If your dogs are barking after just running back and forth to the kitchen during the marathon, take a look at what’s going on down there.

14 feet red

Feet have a reputation for smelling, but in reality they do so much more. Sit down, feet together, take note.

Foot in the Door
Our feet might not be the prettiest parts of our anatomy—apologies, podophiliacs (i.e., foot fans)—but they’re extremely complex and hard-working contraptions. They also reflect our general health, as any abnormalities or pain therein can often signal more serious health conditions. Inside each foot there are 26 bones (nearly a quarter of the whole body’s), 33 joints, 19 muscles, 10 tendons (including the Achilles tendon, the strongest tendon in the body), 107 ligaments and 250,000 sweat glands capable of producing half a pint of sweat per day. Don’t you think those things deserve some nicer socks?

Best Foot Forward
Our feet are natural shock absorbers, and they need to be: Each foot takes 1.5 times your body weight when you’re walking, and up to five times your weight when running. Over the course of a normal day, they take a cumulative force of a couple of hundred tonnes and usually endure 8,000 to 10,000 steps per day. That’s 110,000 miles of walking—the equivalent of trekking almost four and a half times around the Earth!—in the average person’s lifetime.

Putting a Foot Wrong
Your Big Toe, or “hallux,” to give it its more scientific name, was probably used by our primitive ancestors as some sort of “foot thumb” to help them grip their mothers as babies, or climb trees as adults.
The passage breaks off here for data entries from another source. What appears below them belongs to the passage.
//! Labeled image datasets delivered as normalised in-memory tensors.
//!
//! MNIST comes from the usual IDX files (optionally gzipped); the
//! synthetic set draws seeded per-class stripe patterns for smoke runs
//! and tests.

use crate::candle_data_loader::InMemoryImageData;
use crate::errors::PixelCnnError;

use byteorder::{BigEndian, ReadBytesExt, WriteBytesExt};
use candle_core::{DType, Device, Tensor};
use flate2::read::GzDecoder;
use log::info;
use rand::rngs::StdRng;
use rand::{Rng, SeedableRng};
use rayon::prelude::*;
use std::fs::File;
use std::io::{BufReader, BufWriter, Read, Write};
use std::path::{Path, PathBuf};

const IDX_LABEL_MAGIC: u32 = 2049;
const IDX_IMAGE_MAGIC: u32 = 2051;

pub const MNIST_TRAIN_IMAGES: &str = "train-images-idx3-ubyte";
pub const MNIST_TRAIN_LABELS: &str = "train-labels-idx1-ubyte";
pub const MNIST_TEST_IMAGES: &str = "t10k-images-idx3-ubyte";
pub const MNIST_TEST_LABELS: &str = "t10k-labels-idx1-ubyte";

#[derive(Clone, Debug)]
pub struct SyntheticArgs {
    pub n_classes: usize,
    pub n_train_per_class: usize,
    pub n_val_per_class: usize,
    pub height: usize,
    pub width: usize,
    pub noise: f32,
    pub seed: u64,
}

impl Default for SyntheticArgs {
    fn default() -> Self {
        Self {
            n_classes: 2,
            n_train_per_class: 32,
            n_val_per_class: 8,
            height: 8,
            width: 8,
            noise: 0.05,
            seed: 42,
        }
    }
}

#[derive(Clone, Debug)]
pub enum DatasetKind {
    /// directory holding the four IDX files
    Mnist { dir: PathBuf },
    Synthetic(SyntheticArgs),
}

impl DatasetKind {
    pub fn name(&self) -> &'static str {
        match self {
            Self::Mnist { .. } => "mnist",
            Self::Synthetic(_) => "synthetic",
        }
    }
}

pub struct ImageDataset {
    pub train: InMemoryImageData,
    pub validation: InMemoryImageData,
    pub n_classes: usize,
    /// `(channels, height, width)`
    pub image_shape: (usize, usize, usize),
}

/// Load the training and validation splits of `kind`
pub fn load_dataset(kind: &DatasetKind) -> anyhow::Result<ImageDataset> {
    let (train_x, train_y, val_x, val_y, n_classes) = match kind {
        DatasetKind::Mnist { dir } => {
            let train_x = read_idx_images(&idx_path(dir, MNIST_TRAIN_IMAGES)?)?;
            let train_y = read_idx_labels(&idx_path(dir, MNIST_TRAIN_LABELS)?)?;
            let val_x = read_idx_images(&idx_path(dir, MNIST_TEST_IMAGES)?)?;
            let val_y = read_idx_labels(&idx_path(dir, MNIST_TEST_LABELS)?)?;
            (train_x, train_y, val_x, val_y, 10)
        }
        DatasetKind::Synthetic(args) => {
            let (train_x, train_y) = synthetic_images(args, args.n_train_per_class, 0)?;
            let (val_x, val_y) = synthetic_images(args, args.n_val_per_class, 1)?;
            (train_x, train_y, val_x, val_y, args.n_classes)
        }
    };

    let train = InMemoryImageData::new(&train_x, &train_y)?;
    let validation = InMemoryImageData::new(&val_x, &val_y)?;
    let image_shape = crate::candle_data_loader::ImageDataLoader::image_shape(&train);

    info!(
        "{}: {} training, {} validation images of {:?}, {} classes",
        kind.name(),
        train_x.dim(0)?,
        val_x.dim(0)?,
        image_shape,
        n_classes
    );

    Ok(ImageDataset {
        train,
        validation,
        n_classes,
        image_shape,
    })
}

/// `[b]` class indexes to a dense `[b, n_classes]` one-hot matrix
///
/// `candle_nn::encoding::one_hot` changed its signature within 0.9, so
/// the matrix is built from `broadcast_eq` against the class range.
pub fn one_hot(labels: &Tensor, n_classes: usize, device: &Device) -> anyhow::Result<Tensor> {
    let labels_b = labels.flatten_all()?.to_dtype(DType::U32)?.to_device(device)?;
    if labels_b.dim(0)? > 0 {
        let k_max = labels_b.max(0)?.to_scalar::<u32>()? as usize;
        if k_max >= n_classes {
            return Err(PixelCnnError::config(format!(
                "class label {} out of range for {} classes",
                k_max, n_classes
            ))
            .into());
        }
    }
    let classes_1k = Tensor::arange(0u32, n_classes as u32, device)?.unsqueeze(0)?;
    Ok(labels_b
        .unsqueeze(1)?
        .broadcast_eq(&classes_1k)?
        .to_dtype(DType::F32)?)
}

////////////////////
// synthetic data //
////////////////////

/// Value of pixel `(r, c)` in the clean pattern of class `k`
///
/// Even classes are horizontal stripes, odd classes vertical ones; the
/// stripe width grows with `k / 2` so every class differs.
fn class_pattern(k: usize, r: usize, c: usize) -> f32 {
    let stripe = 1 + k / 2;
    let coord = if k % 2 == 0 { r } else { c };
    if (coord / stripe) % 2 == 0 {
        1.
    } else {
        0.
    }
}

/// Draw `n_per_class` noisy images of every class
///
/// * `split` - mixes into the seed so train and validation differ
pub fn synthetic_images(
    args: &SyntheticArgs,
    n_per_class: usize,
    split: u64,
) -> anyhow::Result<(Tensor, Tensor)> {
    if args.n_classes == 0 || args.height == 0 || args.width == 0 {
        return Err(PixelCnnError::config("synthetic dataset needs positive dimensions").into());
    }
    let (h, w) = (args.height, args.width);
    let ntot = args.n_classes * n_per_class;

    let samples: Vec<(Vec<f32>, u32)> = (0..ntot)
        .into_par_iter()
        .map(|i| {
            let k = i % args.n_classes;
            let mut rng = StdRng::seed_from_u64(
                args.seed
                    .wrapping_mul(1_000_003)
                    .wrapping_add(split.wrapping_mul(7_919))
                    .wrapping_add(i as u64),
            );
            let shift = rng.random_range(0..2);
            let pixels = (0..h * w)
                .map(|j| {
                    let (r, c) = (j / w, j % w);
                    let x = class_pattern(k, r + shift, c + shift);
                    if rng.random::<f32>() < args.noise {
                        1. - x
                    } else {
                        x
                    }
                })
                .collect();
            (pixels, k as u32)
        })
        .collect();

    let labels: Vec<u32> = samples.iter().map(|(_, k)| *k).collect();
    let pixels: Vec<f32> = samples.into_iter().flat_map(|(x, _)| x).collect();

    Ok((
        Tensor::from_vec(pixels, (ntot, 1, h, w), &Device::Cpu)?,
        Tensor::from_vec(labels, ntot, &Device::Cpu)?,
    ))
}

//////////////////
// IDX file I/O //
//////////////////

/// `{dir}/{name}` or `{dir}/{name}.gz`, whichever exists
fn idx_path(dir: &Path, name: &str) -> anyhow::Result<PathBuf> {
    let plain = dir.join(name);
    if plain.is_file() {
        return Ok(plain);
    }
    let gz = dir.join(format!("{}.gz", name));
    if gz.is_file() {
        return Ok(gz);
    }
    Err(PixelCnnError::config(format!("missing {} in {}", name, dir.display())).into())
}

fn open_idx(path: &Path) -> anyhow::Result<Box<dyn Read>> {
    let file = File::open(path).map_err(|e| PixelCnnError::io("open", path, e))?;
    let reader = BufReader::new(file);
    if path.extension().and_then(|x| x.to_str()) == Some("gz") {
        Ok(Box::new(GzDecoder::new(reader)))
    } else {
        Ok(Box::new(reader))
    }
}

fn check_magic_number<T: Read>(reader: &mut T, expected: u32, path: &Path) -> anyhow::Result<()> {
    let magic_number = reader.read_u32::<BigEndian>()?;
    if magic_number != expected {
        return Err(PixelCnnError::config(format!(
            "incorrect magic number {} != {} in {}",
            magic_number,
            expected,
            path.display()
        ))
        .into());
    }
    Ok(())
}

/// `[n]` u32 labels
pub fn read_idx_labels(path: &Path) -> anyhow::Result<Tensor> {
    let mut reader = open_idx(path)?;
    check_magic_number(&mut reader, IDX_LABEL_MAGIC, path)?;
    let samples = reader.read_u32::<BigEndian>()? as usize;
    let mut data = vec![0u8; samples];
    reader.read_exact(&mut data)?;
    Ok(Tensor::from_vec(data, samples, &Device::Cpu)?.to_dtype(DType::U32)?)
}

/// `[n, 1, rows, cols]` f32 images in [0, 1]
pub fn read_idx_images(path: &Path) -> anyhow::Result<Tensor> {
    let mut reader = open_idx(path)?;
    check_magic_number(&mut reader, IDX_IMAGE_MAGIC, path)?;
    let samples = reader.read_u32::<BigEndian>()? as usize;
    let rows = reader.read_u32::<BigEndian>()? as usize;
    let cols = reader.read_u32::<BigEndian>()? as usize;
    let mut data = vec![0u8; samples * rows * cols];
    reader.read_exact(&mut data)?;
    let images = Tensor::from_vec(data, (samples, 1, rows, cols), &Device::Cpu)?;
    Ok((images.to_dtype(DType::F32)? / 255.)?)
}

/// Write `[n]` labels in the IDX label format
pub fn write_idx_labels(path: &Path, labels: &Tensor) -> anyhow::Result<()> {
    let labels = labels.flatten_all()?.to_dtype(DType::U32)?.to_vec1::<u32>()?;
    let file = File::create(path).map_err(|e| PixelCnnError::io("create", path, e))?;
    let mut writer = BufWriter::new(file);
    writer.write_u32::<BigEndian>(IDX_LABEL_MAGIC)?;
    writer.write_u32::<BigEndian>(labels.len() as u32)?;
    let bytes: Vec<u8> = labels.iter().map(|&k| k.min(255) as u8).collect();
    writer.write_all(&bytes)?;
    writer.flush()?;
    Ok(())
}

/// Write `[n, 1, rows, cols]` images in [0, 1] in the IDX image format
pub fn write_idx_images(path: &Path, images: &Tensor) -> anyhow::Result<()> {
    let (n, c, rows, cols) = images.dims4()?;
    if c != 1 {
        return Err(PixelCnnError::config(format!("IDX images are single channel, got {}", c)).into());
    }
    let pixels = images.flatten_all()?.to_vec1::<f32>()?;
    let file = File::create(path).map_err(|e| PixelCnnError::io("create", path, e))?;
    let mut writer = BufWriter::new(file);
    writer.write_u32::<BigEndian>(IDX_IMAGE_MAGIC)?;
    for d in [n, rows, cols] {
        writer.write_u32::<BigEndian>(d as u32)?;
    }
    let bytes: Vec<u8> = pixels
        .iter()
        .map(|&x| (x.clamp(0., 1.) * 255.).round() as u8)
        .collect();
    writer.write_all(&bytes)?;
    writer.flush()?;
    Ok(())
}
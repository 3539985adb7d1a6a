use candle_pixel::candle_core::{DType, Device, Tensor};
use candle_pixel::candle_image_datasets::one_hot;
use candle_pixel::candle_nn::{VarBuilder, VarMap};
use candle_pixel::candle_pixel_cnn::{PixelCnn, PixelCnnConfig};
use candle_pixel::candle_sampler::*;
use candle_pixel::errors::PixelCnnError;

fn untrained(n_classes: usize, n_bins: usize) -> anyhow::Result<PixelCnn> {
    let parameters = VarMap::new();
    let vb = VarBuilder::from_varmap(&parameters, DType::F32, &Device::Cpu);
    let config = PixelCnnConfig::new(1, n_classes, 8, 2, n_bins, 0.5);
    let net = PixelCnn::new(&config, vb)?;
    PixelCnn::seed_parameters(&parameters, 21)?;
    Ok(net)
}

#[test]
fn interpolation_starts_and_ends_at_the_pair() -> anyhow::Result<()> {
    let dev = Device::Cpu;
    let v = interpolate_class_vectors(10, (1, 7), 8, &dev)?.to_vec2::<f32>()?;
    assert_eq!(v.len(), 8);

    let a = one_hot(&Tensor::new(&[1u32], &dev)?, 10, &dev)?.to_vec2::<f32>()?;
    let b = one_hot(&Tensor::new(&[7u32], &dev)?, 10, &dev)?.to_vec2::<f32>()?;
    assert_eq!(v[0], a[0]);
    assert_eq!(v[7], b[0]);

    for row in &v {
        approx::assert_abs_diff_eq!(row.iter().sum::<f32>(), 1., epsilon = 1e-6);
        for (k, &x) in row.iter().enumerate() {
            if k != 1 && k != 7 {
                assert_eq!(x, 0.);
            }
        }
    }
    approx::assert_abs_diff_eq!(v[2][7], 2. / 7., epsilon = 1e-6);
    Ok(())
}

#[test]
fn interpolation_weight_counts() {
    assert!(interpolation_weights(0).is_empty());
    assert_eq!(interpolation_weights(1), vec![0.]);
    assert_eq!(interpolation_weights(3), vec![0., 0.5, 1.]);
}

#[test]
fn bad_pairs_and_step_counts_are_rejected() {
    let dev = Device::Cpu;
    for (pair, steps) in [((0, 10), 4), ((10, 0), 4), ((0, 1), 0)] {
        let err = interpolate_class_vectors(10, pair, steps, &dev).unwrap_err();
        assert!(err.downcast_ref::<PixelCnnError>().is_some_and(|e| e.is_config()));
    }
}

#[test]
fn two_step_interpolation_samples_the_endpoint_classes() -> anyhow::Result<()> {
    let net = untrained(3, 4)?;
    let dev = Device::Cpu;

    let blended = interpolate_class_vectors(3, (0, 2), 2, &dev)?;
    let endpoints = one_hot(&Tensor::new(&[0u32, 2], &dev)?, 3, &dev)?;

    let x = sample(&net, (1, 5, 5), &blended, PixelDecoding::Argmax, &dev)?;
    let y = sample(&net, (1, 5, 5), &endpoints, PixelDecoding::Argmax, &dev)?;

    assert_eq!(x.dims(), &[2, 1, 5, 5]);
    assert_eq!(
        x.flatten_all()?.to_vec1::<f32>()?,
        y.flatten_all()?.to_vec1::<f32>()?
    );
    Ok(())
}

#[test]
fn sampled_pixels_are_bin_centres() -> anyhow::Result<()> {
    let net = untrained(2, 5)?;
    let dev = Device::Cpu;
    let class = one_hot(&Tensor::new(&[0u32, 1, 1], &dev)?, 2, &dev)?;
    let decoding = PixelDecoding::Sample {
        temperature: 1.0,
        seed: 4,
    };

    let x = sample(&net, (1, 4, 6), &class, decoding, &dev)?;
    let again = sample(&net, (1, 4, 6), &class, decoding, &dev)?;
    let x = x.flatten_all()?.to_vec1::<f32>()?;
    assert_eq!(x, again.flatten_all()?.to_vec1::<f32>()?);

    for v in x {
        assert!((0. ..=1.).contains(&v));
        let k = v * 4.;
        approx::assert_abs_diff_eq!(k, k.round(), epsilon = 1e-5);
    }
    Ok(())
}

#[test]
fn non_positive_temperature_is_rejected() -> anyhow::Result<()> {
    let net = untrained(2, 4)?;
    let dev = Device::Cpu;
    let class = one_hot(&Tensor::new(&[0u32], &dev)?, 2, &dev)?;
    let decoding = PixelDecoding::Sample {
        temperature: 0.,
        seed: 0,
    };
    assert!(sample(&net, (1, 3, 3), &class, decoding, &dev).is_err());
    Ok(())
}

#[test]
fn between_class_strip_is_written() -> anyhow::Result<()> {
    let net = untrained(4, 4)?;
    let dir = tempfile::tempdir()?;
    let options = BetweenClassOptions {
        n_steps: 5,
        ..Default::default()
    };

    for file in ["1-3.png", "3-1.jpeg"] {
        let path = dir.path().join(file);
        let pair = if file.starts_with('1') { (1, 3) } else { (3, 1) };
        let images = generate_between_classes(&net, (6, 7), pair, &path, 4, &options)?;
        assert_eq!(images.dims(), &[5, 1, 6, 7]);

        let strip = image::open(&path)?;
        assert_eq!((strip.width(), strip.height()), (5 * 7, 6));
    }

    let png = image::open(dir.path().join("1-3.png"))?.to_luma8();
    let first = Tensor::new(&[1u32], &Device::Cpu)?;
    let expected = sample(
        &net,
        (1, 6, 7),
        &one_hot(&first, 4, &Device::Cpu)?,
        PixelDecoding::Argmax,
        &Device::Cpu,
    )?
    .flatten_all()?
    .to_vec1::<f32>()?;
    for r in 0..6 {
        for c in 0..7 {
            let want = (expected[r * 7 + c] * 255.).round() as u8;
            assert_eq!(png.get_pixel(c as u32, r as u32).0[0], want);
        }
    }
    Ok(())
}

#[test]
fn class_count_must_match_the_network() -> anyhow::Result<()> {
    let net = untrained(4, 4)?;
    let dir = tempfile::tempdir()?;
    let path = dir.path().join("0-1.png");
    let err = generate_between_classes(&net, (4, 4), (0, 1), &path, 10, &Default::default())
        .unwrap_err();
    assert!(err.downcast_ref::<PixelCnnError>().is_some_and(|e| e.is_config()));
    assert!(!path.exists());
    Ok(())
}
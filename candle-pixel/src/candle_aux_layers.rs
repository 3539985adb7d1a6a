use crate::candle_exec_context::ExecContext;
use crate::candle_masked_conv::MaskedConv2d;

use candle_core::{Result, Tensor};
use candle_nn::{Activation, Linear, Module};

/// build a stack of causal layers, each one seeing its own projection
/// of the conditioning vector, with an activation and dropout after it
pub struct ConditionedStackLayers {
    module_layers: Vec<MaskedConv2d>,
    cond_layers: Vec<Linear>,
    activation_layers: Vec<Option<Activation>>,
    dropout: f32,
}

impl ConditionedStackLayers {
    pub fn new(dropout: f32) -> Self {
        Self {
            module_layers: Vec::new(),
            cond_layers: Vec::new(),
            activation_layers: Vec::new(),
            dropout,
        }
    }

    /// Appends a layer after all the current layers.
    pub fn push_with_act(&mut self, layer: MaskedConv2d, cond: Linear, activation: Activation) {
        self.module_layers.push(layer);
        self.cond_layers.push(cond);
        self.activation_layers.push(Some(activation));
    }

    pub fn len(&self) -> usize {
        self.module_layers.len()
    }

    pub fn is_empty(&self) -> bool {
        self.module_layers.is_empty()
    }

    /// * `input` - `[b, c, h, w]` image or feature map
    /// * `class_bk` - `[b, n_classes]` conditioning vector
    /// * `ctx` - dropout is applied between layers in training mode
    pub fn forward_t(&self, input: &Tensor, class_bk: &Tensor, ctx: &ExecContext) -> Result<Tensor> {
        let nlayers = self.module_layers.len();
        let mut x = input.clone();
        for (j, ((module, cond), activation)) in self
            .module_layers
            .iter()
            .zip(self.cond_layers.iter())
            .zip(self.activation_layers.iter())
            .enumerate()
        {
            let cond_bf = cond.forward(class_bk)?;
            x = module.forward_t(&x, Some(&cond_bf))?;
            if let Some(activation) = activation {
                x = activation.forward(&x)?;
            }
            if j + 1 < nlayers {
                x = ctx.dropout(&x, self.dropout)?;
            }
        }
        Ok(x)
    }
}
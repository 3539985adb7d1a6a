use crate::candle_data_loader_util::*;
use crate::errors::PixelCnnError;

use candle_core::{DType, Device, Tensor};
use rand::Rng;

pub struct ImageMinibatch {
    /// `[b, c, h, w]` in `[0, 1]`
    pub images: Tensor,
    /// `[b]` class indexes
    pub labels: Tensor,
}

/// `DataLoader` for minibatch learning over labeled images
pub trait ImageDataLoader {
    fn minibatch_data(
        &self,
        batch_idx: usize,
        target_device: &Device,
    ) -> anyhow::Result<ImageMinibatch>;

    fn num_minibatch(&self) -> usize;

    fn num_samples(&self) -> usize;

    /// `(channels, height, width)`
    fn image_shape(&self) -> (usize, usize, usize);

    fn shuffle_minibatch<R: Rng>(&mut self, batch_size: usize, rng: &mut R) -> anyhow::Result<()>;

    fn ordered_minibatch(&mut self, batch_size: usize) -> anyhow::Result<()>;
}

///
/// A simple data loader for in-memory images. Each slice along axis 0
/// of the image tensor is one sample with the class label at the same
/// position of the label tensor.
///
pub struct InMemoryImageData {
    image_data: Vec<Tensor>,
    label_data: Vec<Tensor>,
    image_shape: (usize, usize, usize),
    minibatches: Minibatches,
}

impl InMemoryImageData {
    ///
    /// * `images` - `[n, c, h, w]` (or `[n, h, w]` for grayscale)
    /// * `labels` - `[n]` integer class labels
    ///
    pub fn new(images: &Tensor, labels: &Tensor) -> anyhow::Result<Self> {
        let images = match images.rank() {
            3 => images.unsqueeze(1)?,
            4 => images.clone(),
            _ => {
                return Err(PixelCnnError::config(format!(
                    "images must be [n, c, h, w], got {:?}",
                    images.dims()
                ))
                .into())
            }
        };
        let (n, c, h, w) = images.dims4()?;
        let labels = labels.flatten_all()?.to_dtype(DType::U32)?;

        if labels.dim(0)? != n {
            return Err(PixelCnnError::config(format!(
                "{} images but {} labels",
                n,
                labels.dim(0)?
            ))
            .into());
        }

        let images = images.to_dtype(DType::F32)?;
        let image_data = (0..n)
            .map(|i| images.narrow(0, i, 1))
            .collect::<candle_core::Result<Vec<_>>>()?;
        let label_data = (0..n)
            .map(|i| labels.narrow(0, i, 1))
            .collect::<candle_core::Result<Vec<_>>>()?;

        Ok(Self {
            image_data,
            label_data,
            image_shape: (c, h, w),
            minibatches: Minibatches::new(n),
        })
    }

    /// Batch exactly these samples, in this order
    pub fn samples(&self, indexes: &[usize], target_device: &Device) -> anyhow::Result<ImageMinibatch> {
        Ok(ImageMinibatch {
            images: take_rows(indexes, target_device, &self.image_data)?,
            labels: take_rows(indexes, target_device, &self.label_data)?,
        })
    }
}

impl ImageDataLoader for InMemoryImageData {
    fn minibatch_data(
        &self,
        batch_idx: usize,
        target_device: &Device,
    ) -> anyhow::Result<ImageMinibatch> {
        let indexes = self.minibatches.chunks.get(batch_idx).ok_or_else(|| {
            anyhow::anyhow!(
                "invalid index = {} vs. total # = {}",
                batch_idx,
                self.num_minibatch()
            )
        })?;
        self.samples(indexes, target_device)
    }

    fn num_minibatch(&self) -> usize {
        self.minibatches.chunks.len()
    }

    fn num_samples(&self) -> usize {
        self.minibatches.size()
    }

    fn image_shape(&self) -> (usize, usize, usize) {
        self.image_shape
    }

    fn shuffle_minibatch<R: Rng>(&mut self, batch_size: usize, rng: &mut R) -> anyhow::Result<()> {
        self.minibatches.shuffle_minibatch(batch_size, rng);
        Ok(())
    }

    fn ordered_minibatch(&mut self, batch_size: usize) -> anyhow::Result<()> {
        self.minibatches.ordered_minibatch(batch_size);
        Ok(())
    }
}
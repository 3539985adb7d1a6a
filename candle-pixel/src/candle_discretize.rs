use crate::errors::PixelCnnError;

use candle_core::{DType, Result, Tensor};

/// Uniform binning of `[0, 1]` intensities into `n_bins` labels
///
/// label = round( (n_bins - 1) * x )
/// value = label / (n_bins - 1)
///
/// The labels are the targets of the per-pixel categorical loss; the
/// decoded values are what the sampler feeds back into the network.
#[derive(Clone, Copy, Debug, PartialEq, Eq)]
pub struct Discretizer {
    n_bins: usize,
}

impl Discretizer {
    /// * `n_bins` - number of discrete levels, at least one
    pub fn new(n_bins: usize) -> anyhow::Result<Self> {
        if n_bins == 0 {
            return Err(PixelCnnError::config("number of bins must be at least 1").into());
        }
        Ok(Self { n_bins })
    }

    pub fn n_bins(&self) -> usize {
        self.n_bins
    }

    fn scale(&self) -> f64 {
        (self.n_bins - 1) as f64
    }

    /// Largest distance between a value and its decoded bin is half of this
    pub fn bin_width(&self) -> f64 {
        if self.n_bins > 1 {
            1. / self.scale()
        } else {
            0.
        }
    }

    /// Map `x_bchw` to `u32` labels in `[0, n_bins)`.
    ///
    /// A singleton channel axis is squeezed, so a grayscale batch
    /// `[b, 1, h, w]` gives `[b, h, w]`.
    pub fn encode(&self, x_bchw: &Tensor) -> Result<Tensor> {
        let labels = (x_bchw.clamp(0f32, 1f32)? * self.scale())?
            .round()?
            .to_dtype(DType::U32)?;
        if labels.rank() == 4 {
            labels.squeeze(1)
        } else {
            Ok(labels)
        }
    }

    /// Map `u32` labels back to their representative `f32` values
    pub fn decode(&self, labels: &Tensor) -> Result<Tensor> {
        let values = labels.to_dtype(DType::F32)?;
        if self.n_bins > 1 {
            values / self.scale()
        } else {
            values.zeros_like()
        }
    }

    pub fn encode_value(&self, x: f32) -> u32 {
        (x.clamp(0., 1.) as f64 * self.scale()).round() as u32
    }

    pub fn decode_label(&self, label: u32) -> f32 {
        if self.n_bins > 1 {
            (label as f64 / self.scale()) as f32
        } else {
            0.
        }
    }
}
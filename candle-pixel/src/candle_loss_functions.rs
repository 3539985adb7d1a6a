use candle_core::{Result, Tensor};

/// Negative log-likelihood of discretised pixels
///
/// nll = - mean_{b,c,h,w} log pr(b, label(b,c,h,w), c, h, w)
///
/// * `log_prob_bnchw` - per-pixel bin log-probabilities (log-softmax over `n`)
/// * `labels` - `u32` bin labels, `[b, h, w]` or `[b, c, h, w]`
///
pub fn discretized_nll(log_prob_bnchw: &Tensor, labels: &Tensor) -> Result<Tensor> {
    let (b, n, c, h, w) = log_prob_bnchw.dims5()?;
    let m = b * c * h * w;

    let log_prob_mn = log_prob_bnchw
        .permute((0, 2, 3, 4, 1))?
        .contiguous()?
        .reshape((m, n))?;

    let target_m = labels.flatten_all()?;
    if target_m.dim(0)? != m {
        candle_core::bail!(
            "labels {:?} do not cover the predicted {} pixels",
            labels.dims(),
            m
        );
    }

    candle_nn::loss::nll(&log_prob_mn, &target_m)
}

/// Log-likelihood of each image (summed over channel and pixels)
///
/// llik(b) = sum_{c,h,w} log pr(b, label(b,c,h,w), c, h, w)
///
/// * `log_prob_bnchw` - per-pixel bin log-probabilities
/// * `labels` - `u32` bin labels, `[b, h, w]` or `[b, c, h, w]`
///
pub fn discretized_log_likelihood(log_prob_bnchw: &Tensor, labels: &Tensor) -> Result<Tensor> {
    let (b, _n, c, h, w) = log_prob_bnchw.dims5()?;
    let target_b1chw = labels.reshape((b, 1, c, h, w))?;
    log_prob_bnchw
        .gather(&target_b1chw.contiguous()?, 1)?
        .reshape((b, c * h * w))?
        .sum(1)
}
In fact, big toe-to-thumb—or hallux to pollux—transplants are actually a common procedure in modern medicine. GPs rarely do anything about “Morton’s toe,” though, a condition in which your second toe is longer than your big toe. Should this aesthetically jarring condition affect you, don’t worry—it affects 20 to 30 percent of the world’s entire population, so your elongated piggy is far from alone.